Of the ultra-high-end CPUs spanning three generations, Core i7-5960X averages the lowest power use (just barely). Core i7-4790K fares best. However, we expected it to boast even more of an advantage, since the chip’s TDP is 52 W under Haswell-E.
The last processor I ran this analysis on was Intel’s Pentium G3258, which took almost three hours to work its way through our suite. All four of these chips finish in half the time. Core i7-5960X earns the distinction of being the fastest, despite a 3 GHz base clock rate.
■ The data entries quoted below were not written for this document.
//! Audit Log Module
//!
//! Append-only text history of the operations run against a hunt.
//!
//! ## Responsibilities
//! - Append one `[timestamp] description` line per operation
//! - Refresh the `logged_hunt-<hunt>` symlink after every append
//!
//! ## Layout
//! ```text
//! {base_dir}/
//!   ├── {hunt}/logged_hunt        [2026-10-18 09:15:02] Added treasure 1 by ann
//!   └── logged_hunt-{hunt}  ───►  {hunt}/logged_hunt
//! ```
//!
//! The link target is relative to the link's own directory and is never
//! canonicalized.

use std::fs;
use std::io::{ErrorKind, Write};
use std::path::{Path, PathBuf};

use chrono::{DateTime, Local};

use crate::config::Config;
use crate::error::{Result, StepContext};
use crate::store::append_options;

/// Timestamp format used in log lines and listings
pub const TIMESTAMP_FORMAT: &str = "%Y-%m-%d %H:%M:%S";

/// Audit log of a single hunt
#[derive(Debug, Clone)]
pub struct AuditLog {
    /// `<base>/<hunt>/logged_hunt`
    log_path: PathBuf,
    /// `<base>/logged_hunt-<hunt>`
    link_path: PathBuf,
    /// What the link points at: `<hunt>/logged_hunt`
    link_target: PathBuf,
    file_mode: u32,
}

impl AuditLog {
    pub const FILENAME: &'static str = "logged_hunt";
    pub const LINK_PREFIX: &'static str = "logged_hunt-";

    pub fn new(hunt_id: &str, config: &Config) -> Self {
        let link_target = Path::new(hunt_id).join(Self::FILENAME);
        Self {
            log_path: config.base_dir.join(&link_target),
            link_path: config
                .base_dir
                .join(format!("{}{}", Self::LINK_PREFIX, hunt_id)),
            link_target,
            file_mode: config.file_mode,
        }
    }

    /// Append a line stamped with the current local time, then refresh the link
    pub fn append(&self, description: &str) -> Result<()> {
        let line = Self::format_entry(Local::now(), description);

        let mut file = append_options(self.file_mode)
            .open(&self.log_path)
            .step("Failed to open log file")?;
        file.write_all(line.as_bytes())
            .step("Failed to write log entry")?;
        drop(file);

        tracing::debug!(log = %self.log_path.display(), "{}", description);

        self.refresh_link()
    }

    /// Replace the link with a fresh one pointing at the log file
    ///
    /// A missing link is fine; any other failure is an error.
    pub fn refresh_link(&self) -> Result<()> {
        match fs::remove_file(&self.link_path) {
            Ok(()) => {}
            Err(e) if e.kind() == ErrorKind::NotFound => {}
            Err(e) => return Err(e).step("Failed to remove symbolic link"),
        }

        symlink(&self.link_target, &self.link_path).step("Failed to create symbolic link")
    }

    /// Render one log line, newline included
    pub fn format_entry(timestamp: DateTime<Local>, description: &str) -> String {
        format!("[{}] {}\n", timestamp.format(TIMESTAMP_FORMAT), description)
    }

    /// Path of the log file
    pub fn log_path(&self) -> &Path {
        &self.log_path
    }

    /// Path of the external symlink
    pub fn link_path(&self) -> &Path {
        &self.link_path
    }

    /// Target stored in the symlink
    pub fn link_target(&self) -> &Path {
        &self.link_target
    }
}

#[cfg(unix)]
fn symlink(target: &Path, link: &Path) -> std::io::Result<()> {
    std::os::unix::fs::symlink(target, link)
}

#[cfg(windows)]
fn symlink(target: &Path, link: &Path) -> std::io::Result<()> {
    std::os::windows::fs::symlink_file(target, link)
}

// =============================================================================
// Unit Tests
// =============================================================================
When you multiply average power consumption and performance (determined by the time taken to finish our benchmark suite), Intel’s Core i7-4790K surfaces as the winner. Really, this comes as no surprise. The quad-core model is quick, and its conservative thermal ceiling helps keep a lid on average draw.
Flagship-class products commonly sacrifice niceties like value and efficiency. Enthusiasts operating at that end of spectrum demand all-out speed, which is what Core i7-5960X delivers. As Intel’s first official eight-core processor, the top Haswell-E model pares back clock rate in order to duck under 140 W. We've already seen that there’s still plenty of headroom for overclocking though, if you’re willing to top the CPU with a serious cooler. Left in its stock form, the Core i7-5960X beats the -4960X and -3970X by finishing our benchmarks faster at lower average power consumption.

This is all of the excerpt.